My good friend Mike Mararian had another solo show opening Friday night, at a gallery in Williamsburg, Brooklyn. Great turnout. Katie Scott (left) and Alicia (right) are seen here.
I borrowed Mike’s hat briefly. And that’s the man himself on the right (and I believe that’s Dan in the background).
Jenn pays tribute to the legendary Allan Lee.
If every city has its own official liquid, you don’t want to know what New York City’s is.
• Scavenging has been a fun and often-productive activity for me for as long as I can remember. Perhaps it could be linked to my Southern roots, where you drive around town, and anything out on the curb is fair game to add to your own packrat collection (I think several of you guys have ridden shotgun with me, years back). That moved onto the justification of removing of remote, government-owned objects sometimes, and certainly anything in an abandoned area was available for the taking. Never did this feel too much like direct stealing.
I haven’t fully considered aquiring food the freegan way, but scavenging lately has been on my mind in the context of bicycles here in New York. I’m referring to abandoned (but locked), rotting bicycle frames that you probably see a handful of every day you commute. It’s been an internal battle for me: surely bad karma will hunt me down, should I decide that I could use an old threaded stem attached to a decaying corpse of a bike. So, I’ve never touched a locked but abandoned bike.
Let’s take the red Shogun road bicycle currently attached to the fence of the dog park on 7th Avenue and 17th Street in South Slope. It showed up a month or two ago, in pristine condition, connected to the iron fence via a standard-size U-lock around it’s top tube. After it remained unmoved, untouched, un-checked-on for the first solid week, the front wheel walked away. Then, in a matter of days, the rear wheel was gone, perhaps at the same time that the handlebars were pryed from the bike’s stem. The pedals, seatpost, and saddle were the next to vanish. I guess it may be similar to the way flies and beetles naturally break down dead animals on the street to aid in the decomposition cycle. The frame (often the only thing actually locked in these cases) is permanently left, the same way that the insects will consume the skin, tissue, muscle, and body fat of carcasses, yet will leave the bones to eventually become brittle and succumb to long-term weathering.

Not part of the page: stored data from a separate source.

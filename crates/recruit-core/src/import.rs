//! Mapping rows of an uploaded candidate sheet onto new candidates.
//!
//! Parsing the upload itself is the codec's job (`recruit-csv`); this module
//! only interprets the resulting rows.

use crate::{
  Error, Result,
  record::{DIRECT_HIRE, NewCandidate},
  row::{Row, parse_id},
};

/// Column naming the resume file a row refers to, by its original name.
pub const RESUME_COLUMN: &str = "resume_filename";

/// One candidate read from a bulk upload.
#[derive(Debug, Clone)]
pub struct ImportedCandidate {
  pub requisition_id:  u64,
  pub candidate:       NewCandidate,
  /// Original file name as written in the sheet, matched against the files
  /// uploaded alongside it.
  pub resume_original: Option<String>,
}

/// Interpret every row as one candidate.
///
/// A blank `requisition_id` falls back to `default_requisition` (or
/// [`DIRECT_HIRE`]). A non-numeric requisition, or a row without a name or
/// email, rejects the whole sheet, naming the line it was found on (the
/// header is line 1).
pub fn candidates_from_rows(
  rows: &[Row],
  default_requisition: Option<u64>,
) -> Result<Vec<ImportedCandidate>> {
  rows
    .iter()
    .enumerate()
    .map(|(i, row)| {
      let cell = |c: &str| row.get(c).unwrap_or_default().trim().to_owned();
      let optional = |c: &str| Some(cell(c)).filter(|v| !v.is_empty());

      let requisition_id = match optional("requisition_id") {
        None => default_requisition.unwrap_or(DIRECT_HIRE),
        Some(raw) => parse_id(&raw).ok_or_else(|| {
          Error::Validation(format!(
            "line {}: invalid requisition_id {raw:?}",
            i + 2
          ))
        })?,
      };

      let candidate = NewCandidate {
        name:            cell("name"),
        email:           cell("email"),
        phone:           cell("phone"),
        experience:      cell("experience"),
        skills:          cell("skills"),
        current_salary:  optional("current_salary"),
        expected_salary: optional("expected_salary"),
        notice_period:   optional("notice_period"),
      };
      if let Err(Error::Validation(msg)) = candidate.validate() {
        return Err(Error::Validation(format!("line {}: {msg}", i + 2)));
      }

      Ok(ImportedCandidate {
        requisition_id,
        candidate,
        resume_original: optional(RESUME_COLUMN),
      })
    })
    .collect()
}
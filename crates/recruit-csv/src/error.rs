//! Error types for the recruit-csv codec.

use thiserror::Error;

#[derive(Debug, Error, PartialEq, Eq)]
pub enum Error {
  #[error("line {line}: quoted field is never closed")]
  UnterminatedQuote { line: usize },

  #[error("line {line}: unexpected character after closing quote")]
  TrailingAfterQuote { line: usize },

  #[error("line {line}: expected at most {expected} fields, found {found}")]
  RaggedRow {
    line:     usize,
    expected: usize,
    found:    usize,
  },

  #[error("header names column {0:?} more than once")]
  DuplicateColumn(String),
}

pub type Result<T, E = Error> = std::result::Result<T, E>;
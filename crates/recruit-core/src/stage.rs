//! Candidate stages and the fixed status → stage lookup.
//!
//! ```text
//! Applied → Screening[/Hold] → Interview[/Hold] → Offer → Onboarded → Resigned
//!              └──────────────────┴─→ Rejected
//! ```

use serde::{Deserialize, Serialize};
use strum::{Display, EnumString, IntoStaticStr};

/// Position of a candidate in the recruiting/employment lifecycle.
#[derive(
  Debug,
  Clone,
  Copy,
  PartialEq,
  Eq,
  Default,
  Serialize,
  Deserialize,
  Display,
  EnumString,
  IntoStaticStr,
)]
pub enum Stage {
  #[default]
  Applied,
  Screening,
  #[serde(rename = "Screening Hold")]
  #[strum(serialize = "Screening Hold")]
  ScreeningHold,
  Interview,
  #[serde(rename = "Interview Hold")]
  #[strum(serialize = "Interview Hold")]
  InterviewHold,
  Offer,
  Onboarded,
  Resigned,
  Rejected,
}

impl Stage {
  pub fn as_str(self) -> &'static str { self.into() }

  /// Stages no workflow step is expected to leave.
  pub fn is_terminal(self) -> bool { matches!(self, Self::Rejected | Self::Resigned) }
}

/// Result recorded on a screening or interview attempt.
#[derive(
  Debug,
  Clone,
  Copy,
  PartialEq,
  Eq,
  Serialize,
  Deserialize,
  Display,
  EnumString,
  IntoStaticStr,
)]
pub enum Outcome {
  Shortlisted,
  Rejected,
  Hold,
}

impl Outcome {
  pub fn as_str(self) -> &'static str { self.into() }
}

/// Which review table an [`Outcome`] was recorded in.
#[derive(Debug, Clone, Copy, PartialEq, Eq)]
pub enum Review {
  Screening,
  Interview,
}

/// The stage a candidate moves to after a review with the given outcome.
pub fn stage_after(review: Review, outcome: Outcome) -> Stage {
  match (review, outcome) {
    (Review::Screening, Outcome::Shortlisted) => Stage::Screening,
    (Review::Screening, Outcome::Rejected) => Stage::Rejected,
    (Review::Screening, Outcome::Hold) => Stage::ScreeningHold,
    (Review::Interview, Outcome::Shortlisted) => Stage::Interview,
    (Review::Interview, Outcome::Rejected) => Stage::Rejected,
    (Review::Interview, Outcome::Hold) => Stage::InterviewHold,
  }
}
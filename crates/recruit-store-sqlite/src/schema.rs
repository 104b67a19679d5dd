//! SQL schema for the recruitment SQLite store.
//!
//! Executed once at connection startup. Future migrations will be gated on
//! `PRAGMA user_version`.

/// Full schema DDL; idempotent thanks to `CREATE TABLE IF NOT EXISTS`.
pub const SCHEMA: &str = "
PRAGMA journal_mode = WAL;

-- Every logical table lives here, one row per record, in insertion order.
-- `record_id` mirrors the row's `id` cell when it parses as an integer.
CREATE TABLE IF NOT EXISTS table_rows (
    seq         INTEGER PRIMARY KEY AUTOINCREMENT,
    table_name  TEXT    NOT NULL,
    record_id   INTEGER,
    row_json    TEXT    NOT NULL   -- JSON object of column -> text value
);

CREATE INDEX IF NOT EXISTS table_rows_record_idx ON table_rows(table_name, record_id);

PRAGMA user_version = 1;
";
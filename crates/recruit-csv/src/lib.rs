//! Comma-separated table codec for the recruitment tracker.
//!
//! Converts between CSV text and [`recruit_core::Row`]s. Pure synchronous; no
//! file or HTTP dependencies. Every cell is text; interpreting cells is the
//! job of [`recruit_core::record`].
//!
//! # Quick start
//!
//! ```
//! use recruit_core::Table;
//!
//! let rows = recruit_csv::parse("name,id\n\"Doe, Jane\",1\n").unwrap();
//! let text = recruit_csv::serialize(&rows, Table::Candidates.columns());
//! assert_eq!(text, "id,name\n1,\"Doe, Jane\"\n");
//! ```

pub mod error;
mod parse;
mod serialize;

use std::collections::BTreeSet;

pub use error::{Error, Result};
use recruit_core::Row;

// ─── Public API ──────────────────────────────────────────────────────────────

/// Parse `input` into rows keyed by its header line.
///
/// Empty input (or input of only blank lines) yields no rows, as does a
/// header with no data beneath it.
pub fn parse(input: &str) -> Result<Vec<Row>> {
  parse::to_rows(parse::records(input)?)
}

/// The header to write `rows` under.
///
/// Columns of `canonical` come first, in that order: all of them when there
/// are no rows, otherwise those present in at least one row. Any other
/// columns found in the rows follow, sorted by name.
pub fn columns_for(rows: &[Row], canonical: &[&str]) -> Vec<String> {
  if rows.is_empty() {
    return canonical.iter().map(|c| c.to_string()).collect();
  }

  let present: BTreeSet<&str> = rows.iter().flat_map(Row::columns).collect();
  let mut columns: Vec<String> = canonical
    .iter()
    .filter(|c| present.contains(*c))
    .map(|c| c.to_string())
    .collect();
  columns.extend(
    present
      .into_iter()
      .filter(|c| !canonical.contains(c))
      .map(str::to_owned),
  );
  columns
}

/// Render `rows` as CSV text with the header chosen by [`columns_for`].
pub fn serialize(rows: &[Row], canonical: &[&str]) -> String {
  serialize::serialize(rows, &columns_for(rows, canonical))
}

// ─── Round-trip test ─────────────────────────────────────────────────────────
//! Core types and trait definitions for the recruitment tracker.
//!
//! This crate is deliberately free of HTTP, file and database dependencies.
//! Storage backends implement [`store::TableStore`]; the HTTP layer drives
//! [`recruiter::Recruiter`].

// We intentionally use native `async fn` in traits (stabilised in Rust 1.75).
// Suppress the advisory lint about `Send` bounds on the returned futures.
#![allow(async_fn_in_trait)]

pub mod attachment;
pub mod error;
pub mod event;
pub mod import;
pub mod record;
pub mod recruiter;
pub mod row;
pub mod stage;
pub mod store;
pub mod table;

pub use error::{Error, Result};
pub use recruiter::Recruiter;
pub use row::Row;
pub use table::Table;
//! The fixed set of tables and their conventional column layouts.
//!
//! Columns are a convention, not an enforced schema: a table's column set is
//! whatever keys have been written to it. The lists below only fix the order
//! in which known columns are laid out when a table is persisted.

use serde::{Deserialize, Serialize};
use strum::{Display, EnumString, IntoStaticStr};

use crate::{Error, Result};

/// One named, flat, header-plus-rows record set.
#[derive(
  Debug,
  Clone,
  Copy,
  PartialEq,
  Eq,
  Hash,
  Serialize,
  Deserialize,
  Display,
  EnumString,
  IntoStaticStr,
)]
#[serde(rename_all = "snake_case")]
#[strum(serialize_all = "snake_case")]
pub enum Table {
  Requisitions,
  Candidates,
  Screening,
  Interviews,
  Offers,
  Onboarding,
  Resignations,
}

impl Table {
  pub const ALL: [Table; 7] = [
    Table::Requisitions,
    Table::Candidates,
    Table::Screening,
    Table::Interviews,
    Table::Offers,
    Table::Onboarding,
    Table::Resignations,
  ];

  pub fn name(self) -> &'static str { self.into() }

  /// Parse a table name, rejecting anything outside [`Table::ALL`].
  pub fn parse(name: &str) -> Result<Self> {
    name
      .parse()
      .map_err(|_| Error::UnknownTable(name.to_owned()))
  }

  /// Conventional column order for this table.
  pub fn columns(self) -> &'static [&'static str] {
    match self {
      Self::Requisitions => &[
        "id",
        "start_date",
        "end_date",
        "manager_name",
        "position_title",
        "job_description",
        "number_of_openings",
        "department",
        "location",
        "requirements",
        "status",
        "created_date",
      ],
      Self::Candidates => &[
        "id",
        "requisition_id",
        "name",
        "email",
        "phone",
        "experience",
        "skills",
        "resume_filename",
        "stage",
        "applied_date",
        "current_salary",
        "expected_salary",
        "notice_period",
      ],
      Self::Screening => &[
        "id",
        "candidate_id",
        "screener_name",
        "technical_score",
        "communication_score",
        "experience_score",
        "overall_score",
        "comments",
        "status",
        "screening_date",
      ],
      Self::Interviews => &[
        "id",
        "candidate_id",
        "interviewer_name",
        "interview_type",
        "technical_score",
        "problem_solving_score",
        "communication_score",
        "cultural_fit_score",
        "overall_score",
        "comments",
        "status",
        "interview_date",
      ],
      Self::Offers => &[
        "id",
        "candidate_id",
        "job_title",
        "salary",
        "joining_date",
        "department",
        "location",
        "benefits",
        "offer_letter_generated",
        "offer_date",
        "status",
        "signed_offer_filename",
      ],
      Self::Onboarding => &[
        "id",
        "candidate_id",
        "documents_verified",
        "laptop_assigned",
        "id_card_issued",
        "workspace_assigned",
        "orientation_completed",
        "system_access_provided",
        "comments",
        "onboarding_date",
        "hr_representative",
      ],
      Self::Resignations => &[
        "id",
        "candidate_id",
        "resignation_date",
        "last_working_date",
        "reason",
        "exit_interview_completed",
        "laptop_returned",
        "id_card_returned",
        "clearance_completed",
        "final_settlement",
        "completion_status",
        "comments",
        "hr_representative",
        "resignation_letter_filename",
        "acceptance_letter_filename",
        "relieving_letter_filename",
        "recorded_date",
      ],
    }
  }
}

But the question is still there: is there a threshold for the exact moment when a discarded bicycle is legitimate, honest “fair game” to potential scavengers? Obviously if your bike is locked for more than about ten seconds in the Union Square area, it’s considered fair game by the scourges of society (the number of stolen bike posts involving Union Square on Craigslist is scary).
• On the subject, this evening I found some steel drop bars and two bike tires in a large pile of trash on my street. It’s business as usual around here.
• Sadly, two of my old staples in Manhattan are looking pretty rough: both Lounge (ideal for its inspirational, curated fashion), and National Wholesale Liquidators (ideal for achieving middle-america prices on household junk) are getting priced out of their SoHo and NoHo spots, respectively. Both stores are heavily marked down and tearing down excess aisles daily, and may be gone completely by early January, at this rate.
• Last Wednesday I caught a performance of Pina Bausch’s Bamboo Blues at BAM. While it seemed good, I’m not positive I’ve yet aquired a taste for contemporary dance.
Recently at the Broadway-Layfayette stop in Manhattan, there’s been a resurfacing of the top-notch Belvedere Vodka ads, but in print. This self-portrait of Terry Richardson is on a poster about six feet tall.
The Gowanus Canal has high tide and low tide. During low tide, you can find all your lost stuff. The smell of this highly polluted waterway can be a little foul though.